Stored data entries
□ □ □
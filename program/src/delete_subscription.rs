use anchor_lang::prelude::*;

use crate::constants::{
    BOUNTY_BOARD_SEED, BOUNTY_SEED, CREATED_BY_SEED, DIRECTORY_SEED, SUBSCRIPTION_SEED,
};
use crate::errors::SubscriptionError;
use crate::events::{BountyUnregistered, SubscriptionDeleted};
use crate::state::{Bounty, BountyBoard, Directory, PayeeIndex, SubscriptionTerms};

#[derive(AnchorSerialize, AnchorDeserialize, Clone, Debug)]
pub struct DeleteSubscriptionArgs {}

#[derive(Accounts)]
pub struct DeleteSubscription<'info> {
    #[account(
        seeds = [DIRECTORY_SEED],
        bump = directory.bump
    )]
    pub directory: Account<'info, Directory>,

    #[account(
        mut,
        close = payee,
        seeds = [SUBSCRIPTION_SEED, &subscription.nonce.to_le_bytes()],
        bump = subscription.bump,
        has_one = payee @ SubscriptionError::Unauthorized
    )]
    pub subscription: Account<'info, SubscriptionTerms>,

    #[account(
        mut,
        seeds = [CREATED_BY_SEED, payee.key().as_ref()],
        bump = payee_index.bump
    )]
    pub payee_index: Account<'info, PayeeIndex>,

    /// Bounty board, checked against the directory that owns it
    #[account(
        mut,
        seeds = [BOUNTY_BOARD_SEED],
        bump = bounty_board.bump,
        constraint = bounty_board.directory == directory.key()
            @ SubscriptionError::Unauthorized
    )]
    pub bounty_board: Account<'info, BountyBoard>,

    /// Active bounty entry for this subscription, if one exists; closed as
    /// part of the deletion cascade
    #[account(
        mut,
        close = payee,
        seeds = [BOUNTY_SEED, subscription.key().as_ref()],
        bump = bounty.bump
    )]
    pub bounty: Option<Account<'info, Bounty>>,

    #[account(mut)]
    pub payee: Signer<'info>,
}

/// Handler for deleting a subscription
///
/// Removes the terms record, deindexes it from the payee's `created_by` set,
/// and cascades deletion of any registered bounty so the board never carries
/// an entry for an identifier the directory no longer knows.
pub fn handler(ctx: Context<DeleteSubscription>, _args: DeleteSubscriptionArgs) -> Result<()> {
    let subscription_key = ctx.accounts.subscription.key();
    let payee_key = ctx.accounts.payee.key();

    // the created_by index is authoritative for registration
    require!(
        ctx.accounts
            .payee_index
            .subscriptions
            .contains(&subscription_key),
        SubscriptionError::SubscriptionNotRegistered
    );
    ctx.accounts
        .payee_index
        .subscriptions
        .remove(&subscription_key)?;

    let bounty_board = &mut ctx.accounts.bounty_board;
    if ctx.accounts.bounty.is_some() {
        bounty_board.registered.remove(&subscription_key)?;

        emit!(BountyUnregistered {
            subscription: subscription_key,
        });
    } else {
        // a registered bounty must be passed in so the cascade can close it
        require!(
            !bounty_board.registered.contains(&subscription_key),
            SubscriptionError::BountyAccountRequired
        );
    }

    emit!(SubscriptionDeleted {
        subscription: subscription_key,
        payee: payee_key,
    });

    msg!("Subscription {} deleted by payee {}", subscription_key, payee_key);

    Ok(())
}
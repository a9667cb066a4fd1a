use std::fmt;
use std::sync::Arc;

use ndarray::Array2;

use crate::compositor::ViewState;
use crate::enums::{BlendMode, DisplayConvention, Interpolation, ViewDirection};
use crate::error::{Error, Result};
use crate::geometry::SliceTransform;
use crate::interpolator::Interpolator;
use crate::transfer::{ColorTransferFunction, Window};
use crate::volume::VolumeBuffer;

/// A volume plus the parameters it is displayed with.
///
/// The volume is shared: several layers, possibly in different viewports,
/// may display the same buffer.
#[derive(Debug, Clone)]
pub struct Layer {
    pub name: String,
    volume: Arc<VolumeBuffer>,
    pub transfer: ColorTransferFunction,
    opacity: f32,
    pub visible: bool,
    pub blend: BlendMode,
    /// `None` defers to the viewer's configured interpolation. Ignored by
    /// discrete transfers, which always resample nearest.
    pub interpolation: Option<Interpolation>,
    channel: usize,
}

impl Layer {
    pub fn new(name: impl Into<String>, volume: Arc<VolumeBuffer>, transfer: ColorTransferFunction) -> Self {
        Self {
            name: name.into(),
            volume,
            transfer,
            opacity: 1.0,
            visible: true,
            blend: BlendMode::Normal,
            interpolation: None,
            channel: 0,
        }
    }

    /// Grayscale layer windowed to the volume's full value range.
    pub fn grayscale(name: impl Into<String>, volume: Arc<VolumeBuffer>) -> Self {
        let (min, max) = volume.value_range();
        let transfer = ColorTransferFunction::grayscale(Window::from_range(min, max));
        Self::new(name, volume, transfer)
    }

    pub fn with_opacity(mut self, opacity: f32) -> Self {
        self.set_opacity(opacity);
        self
    }

    pub fn with_blend(mut self, blend: BlendMode) -> Self {
        self.blend = blend;
        self
    }

    pub fn with_interpolation(mut self, interpolation: Interpolation) -> Self {
        self.interpolation = Some(interpolation);
        self
    }

    pub fn with_channel(mut self, channel: usize) -> Result<Self> {
        let channels = self.volume.channels();
        if channel >= channels {
            return Err(Error::ChannelOutOfRange { channel, channels });
        }
        self.channel = channel;
        Ok(self)
    }

    pub fn volume(&self) -> &Arc<VolumeBuffer> {
        &self.volume
    }

    pub fn channel(&self) -> usize {
        self.channel
    }

    pub fn opacity(&self) -> f32 {
        self.opacity
    }

    /// Clamped to `[0, 1]`; NaN becomes fully transparent.
    pub fn set_opacity(&mut self, opacity: f32) {
        self.opacity = if opacity.is_nan() {
            0.0
        } else {
            opacity.clamp(0.0, 1.0)
        };
    }

    /// Raw values resampled onto a `width × height` raster, row-major with
    /// shape `(height, width)`. Pixels outside the volume are NaN.
    ///
    /// Nothing is cached: zoom, pan and slice change from frame to frame.
    pub fn extract_slice(
        &self,
        view: ViewDirection,
        slice_index: usize,
        width: u32,
        height: u32,
        zoom: f32,
        pan: [f32; 2],
    ) -> Result<Array2<f32>> {
        let state = ViewState {
            view,
            slice_index,
            zoom,
            pan,
            width,
            height,
        };
        self.extract(&state, DisplayConvention::default(), Interpolation::default())
    }

    /// Like [`extract_slice`](Self::extract_slice) for a full view state.
    /// `fallback` is used when the layer has no interpolation of its own.
    /// Discrete layers are always resampled nearest, so only stored labels
    /// reach the palette.
    pub fn extract(
        &self,
        state: &ViewState,
        convention: DisplayConvention,
        fallback: Interpolation,
    ) -> Result<Array2<f32>> {
        let slice =
            self.volume
                .oriented_slice(state.view, state.slice_index, self.channel, convention)?;
        let plane = self.volume.geometry().plane(state.view, convention);
        let transform = SliceTransform::new(plane, state.width, state.height, state.zoom, state.pan)?;
        let interpolation = match self.transfer {
            ColorTransferFunction::Discrete(_) => Interpolation::Nearest,
            ColorTransferFunction::Continuous(_) => self.interpolation.unwrap_or(fallback),
        };
        Ok(Interpolator::resample(&slice, &transform, interpolation))
    }
}

/// Stable handle to a layer in a [`LayerStack`], unaffected by reordering.
#[derive(Debug, Clone, Copy, PartialEq, Eq, Hash, PartialOrd, Ord)]
pub struct LayerId(u64);

impl fmt::Display for LayerId {
    fn fmt(&self, f: &mut fmt::Formatter<'_>) -> fmt::Result {
        write!(f, "#{}", self.0)
    }
}

#[derive(Debug, Clone)]
pub struct StackEntry {
    pub id: LayerId,
    pub layer: Layer,
    /// Interactive window/level that shadows the layer's own window.
    pub window_override: Option<Window>,
}

impl StackEntry {
    pub fn effective_window(&self) -> Option<Window> {
        self.window_override.or_else(|| self.layer.transfer.window())
    }
}

/// Ordered layers, bottom first: entry 0 is drawn first and the last entry
/// ends up on top.
#[derive(Debug, Clone, Default)]
pub struct LayerStack {
    entries: Vec<StackEntry>,
    next_id: u64,
}

impl LayerStack {
    pub fn new() -> Self {
        Self::default()
    }

    /// Adds on top of the stack.
    pub fn push(&mut self, layer: Layer) -> LayerId {
        let id = LayerId(self.next_id);
        self.next_id += 1;
        self.entries.push(StackEntry {
            id,
            layer,
            window_override: None,
        });
        id
    }

    pub fn remove(&mut self, id: LayerId) -> Result<Layer> {
        let position = self.position(id)?;
        Ok(self.entries.remove(position).layer)
    }

    /// Swaps in a new layer (e.g. a reloaded volume), keeping id, stack
    /// position and any window override. Returns the old layer.
    pub fn replace(&mut self, id: LayerId, layer: Layer) -> Result<Layer> {
        let position = self.position(id)?;
        Ok(std::mem::replace(&mut self.entries[position].layer, layer))
    }

    pub fn position(&self, id: LayerId) -> Result<usize> {
        self.entries
            .iter()
            .position(|entry| entry.id == id)
            .ok_or(Error::LayerNotFound(id))
    }

    pub fn get(&self, id: LayerId) -> Result<&Layer> {
        self.entry(id).map(|entry| &entry.layer)
    }

    pub fn get_mut(&mut self, id: LayerId) -> Result<&mut Layer> {
        self.entry_mut(id).map(|entry| &mut entry.layer)
    }

    pub fn entry(&self, id: LayerId) -> Result<&StackEntry> {
        let position = self.position(id)?;
        Ok(&self.entries[position])
    }

    pub fn entry_mut(&mut self, id: LayerId) -> Result<&mut StackEntry> {
        let position = self.position(id)?;
        Ok(&mut self.entries[position])
    }

    /// Moves one step toward the top. Returns false if already topmost.
    pub fn move_up(&mut self, id: LayerId) -> Result<bool> {
        let position = self.position(id)?;
        if position + 1 >= self.entries.len() {
            return Ok(false);
        }
        self.entries.swap(position, position + 1);
        Ok(true)
    }

    /// Moves one step toward the bottom. Returns false if already at the bottom.
    pub fn move_down(&mut self, id: LayerId) -> Result<bool> {
        let position = self.position(id)?;
        if position == 0 {
            return Ok(false);
        }
        self.entries.swap(position, position - 1);
        Ok(true)
    }

    pub fn entries(&self) -> &[StackEntry] {
        &self.entries
    }

    pub fn ids(&self) -> Vec<LayerId> {
        self.entries.iter().map(|entry| entry.id).collect()
    }

    /// Bottom-most visible layer, used as the geometric reference for
    /// scrolling and cursor readout.
    pub fn reference(&self) -> Option<&StackEntry> {
        self.entries.iter().find(|entry| entry.layer.visible)
    }

    pub fn len(&self) -> usize {
        self.entries.len()
    }

    pub fn is_empty(&self) -> bool {
        self.entries.is_empty()
    }
}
□ □ □
Which lines above include "BountyBoard"? Show each of them by copying it.

use crate::state::{Bounty, BountyBoard, Directory, PayeeIndex, SubscriptionTerms};
    pub bounty_board: Account<'info, BountyBoard>,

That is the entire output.